The best lunch in Oxford…
29 September 2014
Carolyne Culver, Kellogg fellow and Head of Communications in the Mathematical, Physical and Life Sciences Division, reminds us of the need for effective and timely communication in order to ensure that the University of Oxford remains a leader in global higher education.
Kellogg serves the best lunches at Oxford. That’s what we should say to anyone who jests about cornflakes! And it’s true. Having visited a number of other colleges for lunch – and enjoyed the company of the colleagues who kindly invited me – there has sometimes been a hint of school dinners about the experience.
Last week a number of fellows and staff gathered to discuss how the college ought to communicate with its various audiences, from prospective students to alumni. We agreed that the sense of community we enjoy, not least because we all eat together informally, was an important message to convey to those wondering which college to choose.
We hope that new members of college are enjoying the current packed programme of welcome events, and that it provides them with a reassuring insight into the community that they can enjoy being a part of over the coming years.
Our role in the community and making a contribution to society beyond our walls is also important, College staff and the MCR raised money last week in support of Macmillan Cancer Support as we took part in the charity’s World’s Biggest Coffee morning. You can see photos from the event on the College Instagram and Twitter accounts.
I have recently ‘defected’ from the central University offices at Wellington Square to the Mathematical, Physical and Life Sciences Division to be their first Head of Communications. This is a fantastic opportunity to indulge my interest in science and work more closely with the academics and researchers in the Science Area. It’s also a good excuse to have meetings in the cafe at the Natural History Museum, opposite our offices, and gaze down on the T-Rex and dodo. I’m still close to college too!

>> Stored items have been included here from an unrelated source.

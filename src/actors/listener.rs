//! ListenerActor - Answers passive checks
//!
//! Each accepted connection carries exactly one request: a framed or bare
//! item key. The key is evaluated through the scheduler's single-shot path
//! and the value (or `ZBX_NOTSUPPORTED\0<message>`) is written back in the
//! same form the request arrived in.

use std::collections::HashSet;
use std::net::{IpAddr, SocketAddr};
use std::time::Duration;

use anyhow::{Context, Result};
use tokio::net::{TcpListener, TcpStream, lookup_host};
use tokio::sync::mpsc;
use tracing::{debug, info, instrument, trace, warn};

use super::messages::ListenerCommand;
use super::scheduler::SchedulerHandle;
use crate::CheckResult;
use crate::protocol::{AcceptOptions, Connection, TransportError};

/// Prefix of a passive reply for an unsupported or failed key
pub const NOT_SUPPORTED: &str = "ZBX_NOTSUPPORTED";

/// Peers allowed to request passive checks
#[derive(Debug, Clone, Default)]
pub struct PeerFilter {
    allowed: HashSet<IpAddr>,
}

impl PeerFilter {
    /// Resolve the configured peers; host names may map to several addresses
    pub async fn resolve(peers: &[String]) -> Result<Self> {
        let mut allowed = HashSet::new();
        for peer in peers {
            if let Ok(ip) = peer.parse::<IpAddr>() {
                allowed.insert(ip);
                continue;
            }
            let resolved = lookup_host((peer.as_str(), 0))
                .await
                .with_context(|| format!("cannot resolve allowed peer \"{peer}\""))?;
            allowed.extend(resolved.map(|addr| addr.ip()));
        }
        Ok(Self { allowed })
    }

    pub fn from_ips(ips: impl IntoIterator<Item = IpAddr>) -> Self {
        Self {
            allowed: ips.into_iter().collect(),
        }
    }

    /// An empty filter admits every peer
    pub fn permits(&self, peer: IpAddr) -> bool {
        if self.allowed.is_empty() {
            return true;
        }
        let peer = match peer {
            IpAddr::V6(v6) => v6.to_ipv4_mapped().map_or(peer, IpAddr::V4),
            v4 => v4,
        };
        self.allowed.contains(&peer)
    }
}

#[derive(Debug, Clone)]
pub struct ListenerConfig {
    pub bind: SocketAddr,
    pub peers: PeerFilter,
    pub accept: AcceptOptions,
    /// How long a passive check may take
    pub timeout: Duration,
}

/// Render a check result as a passive reply body
pub fn render_reply(result: &CheckResult) -> Vec<u8> {
    match (&result.value.render(), result.error_message()) {
        (Some(text), _) => text.clone().into_bytes(),
        (None, message) => not_supported(message.unwrap_or("")),
    }
}

fn not_supported(message: &str) -> Vec<u8> {
    let mut reply = Vec::with_capacity(NOT_SUPPORTED.len() + 1 + message.len());
    reply.extend_from_slice(NOT_SUPPORTED.as_bytes());
    reply.push(0);
    reply.extend_from_slice(message.as_bytes());
    reply
}

pub struct ListenerActor {
    listener: TcpListener,
    config: ListenerConfig,
    scheduler: SchedulerHandle,
    command_rx: mpsc::Receiver<ListenerCommand>,
}

impl ListenerActor {
    pub fn new(
        listener: TcpListener,
        config: ListenerConfig,
        scheduler: SchedulerHandle,
        command_rx: mpsc::Receiver<ListenerCommand>,
    ) -> Self {
        Self {
            listener,
            config,
            scheduler,
            command_rx,
        }
    }

    #[instrument(skip(self), fields(bind = %self.config.bind))]
    pub async fn run(mut self) {
        debug!("starting passive check listener");

        loop {
            tokio::select! {
                accepted = self.listener.accept() => {
                    match accepted {
                        Ok((stream, peer)) => self.admit(stream, peer),
                        Err(e) => warn!("failed to accept connection: {}", e),
                    }
                }

                cmd = self.command_rx.recv() => {
                    match cmd {
                        Some(ListenerCommand::Shutdown) => {
                            debug!("received shutdown command");
                            break;
                        }
                        None => {
                            warn!("command channel closed, shutting down");
                            break;
                        }
                    }
                }
            }
        }

        debug!("passive check listener stopped");
    }

    fn admit(&self, stream: TcpStream, peer: SocketAddr) {
        if !self.config.peers.permits(peer.ip()) {
            warn!("connection from \"{}\" rejected, not in the allowed peer list", peer.ip());
            return;
        }

        let accept = self.config.accept.clone();
        let scheduler = self.scheduler.clone();
        let wait = self.config.timeout;
        tokio::spawn(async move {
            if let Err(e) = serve(stream, &accept, &scheduler, wait).await {
                debug!("passive check from {} failed: {}", peer, e);
            }
        });
    }
}

async fn serve(
    stream: TcpStream,
    accept: &AcceptOptions,
    scheduler: &SchedulerHandle,
    wait: Duration,
) -> Result<(), TransportError> {
    let mut connection = Connection::accept(stream, accept).await?;
    let request = connection.recv_request().await?;

    let reply = if request.payload.first() == Some(&b'{') {
        not_supported("JSON requests are not supported.")
    } else {
        let key = String::from_utf8_lossy(&request.payload).trim().to_string();
        trace!("passive check for [{}]", key);
        match scheduler.check_once(&key, wait).await {
            Ok(result) => render_reply(&result),
            Err(e) => not_supported(&format!("{e:#}")),
        }
    };

    let sent = if request.framed {
        connection.set_compression(request.compressed);
        connection.send(&reply).await
    } else {
        connection.send_raw(&reply).await
    };
    connection.close().await;
    sent
}

/// Handle for controlling the ListenerActor
#[derive(Clone)]
pub struct ListenerHandle {
    sender: mpsc::Sender<ListenerCommand>,
    local_addr: SocketAddr,
}

impl ListenerHandle {
    /// Bind the listening socket and start accepting
    pub async fn spawn(config: ListenerConfig, scheduler: SchedulerHandle) -> Result<Self> {
        let listener = TcpListener::bind(config.bind)
            .await
            .with_context(|| format!("cannot listen on {}", config.bind))?;
        let local_addr = listener.local_addr().context("listener has no local address")?;
        info!("listening for passive checks on {}", local_addr);

        let (cmd_tx, cmd_rx) = mpsc::channel(8);
        let actor = ListenerActor::new(listener, config, scheduler, cmd_rx);
        tokio::spawn(actor.run());
        Ok(Self {
            sender: cmd_tx,
            local_addr,
        })
    }

    pub fn local_addr(&self) -> SocketAddr {
        self.local_addr
    }

    pub async fn shutdown(&self) -> Result<()> {
        self.sender
            .send(ListenerCommand::Shutdown)
            .await
            .context("failed to send Shutdown command")?;
        Ok(())
    }
}

#[cfg(test)]
mod tests {
    use super::*;
    use crate::Value;
    use std::net::{Ipv4Addr, Ipv6Addr};

    #[test]
    fn test_reply_rendering() {
        assert_eq!(render_reply(&CheckResult::new(0, Value::Unsigned(1))), b"1");
        assert_eq!(
            render_reply(&CheckResult::error(0, "Unsupported item key.")),
            b"ZBX_NOTSUPPORTED\0Unsupported item key."
        );
    }

    #[test]
    fn test_peer_filter() {
        let filter = PeerFilter::from_ips([IpAddr::V4(Ipv4Addr::LOCALHOST)]);
        assert!(filter.permits(IpAddr::V4(Ipv4Addr::LOCALHOST)));
        assert!(filter.permits(IpAddr::V6(Ipv4Addr::LOCALHOST.to_ipv6_mapped())));
        assert!(!filter.permits(IpAddr::V4(Ipv4Addr::new(10, 0, 0, 1))));
        assert!(!filter.permits(IpAddr::V6(Ipv6Addr::LOCALHOST)));

        assert!(PeerFilter::default().permits(IpAddr::V4(Ipv4Addr::new(10, 0, 0, 1))));
    }

    #[tokio::test]
    async fn test_resolve_literal_and_hostname() {
        let filter = PeerFilter::resolve(&["192.0.2.7".to_string(), "localhost".to_string()])
            .await
            .unwrap();
        assert!(filter.permits("192.0.2.7".parse().unwrap()));
        assert!(!filter.permits("192.0.2.8".parse().unwrap()));
    }
}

There are many challenges that we face, for example sustaining and improving facilities in the Science Area, but there is also much to celebrate. Research income and philanthropic gifts continue to grow, as do the number of spin outs. MPLS spin out Natural Motion resulted in more than £30 million in cash and shares for the University. The work of many academics, researchers and graduate students has been recognised by national and international bodies, and our success in securing funds for several Doctoral Training Centres means we can train the researchers of the future.

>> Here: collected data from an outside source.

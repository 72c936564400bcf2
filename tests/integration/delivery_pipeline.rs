//! Active checks end to end: configuration refresh, scheduling, buffering
//! and delivery to a loopback server

use std::sync::Arc;
use std::sync::atomic::Ordering;
use std::time::Duration;

use hostwatch::actors::active_checks::{ActiveChecksConfig, ActiveChecksHandle, ServerLink};
use hostwatch::actors::result_cache::{CacheConfig, ResultCacheHandle, Uploader};
use hostwatch::address::AddressPool;
use hostwatch::protocol::ConnectOptions;
use hostwatch::storage::{MemoryBuffer, PersistentBuffer};
use pretty_assertions::assert_eq;

use crate::helpers::{FakeServer, TIMEOUT, check_list, eventually, gate, scheduler};

fn cache_config(buffer_size: usize, capacity: usize) -> CacheConfig {
    CacheConfig {
        buffer_size,
        capacity,
        send_period: Duration::from_millis(200),
        ..CacheConfig::new("test-host")
    }
}

fn connector_config() -> ActiveChecksConfig {
    ActiveChecksConfig {
        refresh: Duration::from_secs(60),
        ..ActiveChecksConfig::new("test-host")
    }
}

#[tokio::test]
async fn test_items_are_collected_and_delivered() {
    let server = FakeServer::start(check_list(&[(1, "agent.ping", "1"), (2, "agent.hostname", "1")])).await;
    let link = Arc::new(ServerLink::new(
        Arc::new(AddressPool::new([server.address.clone()])),
        ConnectOptions::plain(TIMEOUT),
    ));

    let scheduler = scheduler(gate(&[], &[]));
    let cache = ResultCacheHandle::spawn(cache_config(100, 1000), Some(link.clone() as Arc<dyn Uploader>), None);
    let connector = ActiveChecksHandle::spawn(
        connector_config(),
        link,
        scheduler.clone(),
        Arc::new(cache.clone()),
        1,
    );

    connector.refresh_now().await.unwrap();

    let state = server.state.clone();
    let delivered = eventually(Duration::from_secs(10), || {
        let state = state.clone();
        async move {
            let items = state.delivered_items();
            items.contains(&1) && items.contains(&2)
        }
    })
    .await;
    assert!(delivered, "values never reached the server");

    let values = server.state.delivered.lock().unwrap().clone();
    let ping = values.iter().find(|v| v["itemid"] == 1).unwrap();
    assert_eq!(ping["value"], "1");
    assert!(ping["clock"].as_i64().unwrap() > 0);
    let hostname = values.iter().find(|v| v["itemid"] == 2).unwrap();
    assert_eq!(hostname["value"], "test-host");

    let requests = server.state.requests.lock().unwrap().clone();
    let data = requests.iter().find(|r| r["request"] == "agent data").unwrap();
    assert_eq!(data["host"], "test-host");
    assert!(data["sessionid"].is_string());

    connector.shutdown().await.unwrap();
    cache.shutdown().await.unwrap();
}

#[tokio::test]
async fn test_removed_items_stop_reporting() {
    let server = FakeServer::start(check_list(&[(1, "agent.ping", "1")])).await;
    let link = Arc::new(ServerLink::new(
        Arc::new(AddressPool::new([server.address.clone()])),
        ConnectOptions::plain(TIMEOUT),
    ));
    let scheduler = scheduler(gate(&[], &[]));
    let cache = ResultCacheHandle::spawn(cache_config(100, 1000), Some(link.clone() as Arc<dyn Uploader>), None);
    let connector = ActiveChecksHandle::spawn(
        connector_config(),
        link,
        scheduler.clone(),
        Arc::new(cache.clone()),
        1,
    );

    connector.refresh_now().await.unwrap();
    assert_eq!(scheduler.stats().await.unwrap().tasks, 1);

    server.set_checks(check_list(&[]));
    connector.refresh_now().await.unwrap();
    let stats = scheduler.stats().await.unwrap();
    assert_eq!(stats.tasks, 0);
    assert_eq!(stats.clients, 0);
}

#[tokio::test]
async fn test_outage_buffers_then_recovers_without_loss() {
    let server = FakeServer::start(check_list(&[])).await;
    server.state.rejecting.store(true, Ordering::SeqCst);
    let link = Arc::new(ServerLink::new(
        Arc::new(AddressPool::new([server.address.clone()])),
        ConnectOptions::plain(TIMEOUT),
    ));
    let cache = ResultCacheHandle::spawn(
        CacheConfig {
            send_period: Duration::from_secs(3600),
            ..cache_config(100, 1000)
        },
        Some(link as Arc<dyn Uploader>),
        None,
    );

    for itemid in 1..=5 {
        cache
            .write(hostwatch::CheckResult::new(itemid, hostwatch::Value::Unsigned(itemid)))
            .await
            .unwrap();
    }
    assert!(cache.flush().await.is_err());
    assert!(server.state.delivered_items().is_empty());
    assert_eq!(cache.stats().await.unwrap().buffered, 5);

    server.state.rejecting.store(false, Ordering::SeqCst);
    assert_eq!(cache.flush().await.unwrap(), 5);
    assert_eq!(server.state.delivered_items(), vec![1, 2, 3, 4, 5]);
}

#[tokio::test]
async fn test_overflow_spills_and_is_delivered_oldest_first() {
    let server = FakeServer::start(check_list(&[])).await;
    server.state.rejecting.store(true, Ordering::SeqCst);
    let link = Arc::new(ServerLink::new(
        Arc::new(AddressPool::new([server.address.clone()])),
        ConnectOptions::plain(TIMEOUT),
    ));
    let disk = Arc::new(MemoryBuffer::new());
    let cache = ResultCacheHandle::spawn(
        CacheConfig {
            send_period: Duration::from_secs(3600),
            ..cache_config(2, 3)
        },
        Some(link as Arc<dyn Uploader>),
        Some(disk.clone() as Arc<dyn PersistentBuffer>),
    );

    for itemid in 1..=8 {
        cache
            .write(hostwatch::CheckResult::new(itemid, hostwatch::Value::Unsigned(itemid)))
            .await
            .unwrap();
    }
    let stats = cache.stats().await.unwrap();
    assert_eq!(stats.buffered, 3);
    assert_eq!(stats.persisted, 5);
    assert_eq!(stats.dropped, 0);

    server.state.rejecting.store(false, Ordering::SeqCst);
    assert_eq!(cache.flush().await.unwrap(), 8);
    assert_eq!(server.state.delivered_items(), (1..=8).collect::<Vec<u64>>());
    assert_eq!(disk.count().await.unwrap(), 0);
}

Communicating the strength of Oxford research and getting the recognition it deserves is something that the departments, divisional offices, Begbroke Science Park and Isis Innovation work hard to achieve. However, we must never make the mistake of thinking the outside world understands and acknowledges our research strengths and our stature, and that we have nothing to learn from others. We face some almighty competition, within this country and globally, and our strength – academic freedom underpinned by the principle of subsidiarity – is also our weakness when it comes to communication. In such a complex organisation it is a challenge to find out what who is doing what, and where, and ensuring that this information is shared with the people who need to hear about it.
Information about researchers, their projects and their publications are spread across many websites. This is something that we need to resolve for the sake of members of the University who wish to collaborate with one another, and outsiders who want to find out more about our research and how they might be able to benefit from, and fund it. So this is a plea that we remember that effective and timely communication – upwards, downwards and sideways – is a challenge for all of us, and is necessary for any university to remain cutting edge.
If any fellows or students based in MPLS departments would like to meet and share ideas, I would be happy to do so – and we can enjoy the best lunch in Oxford at the same time!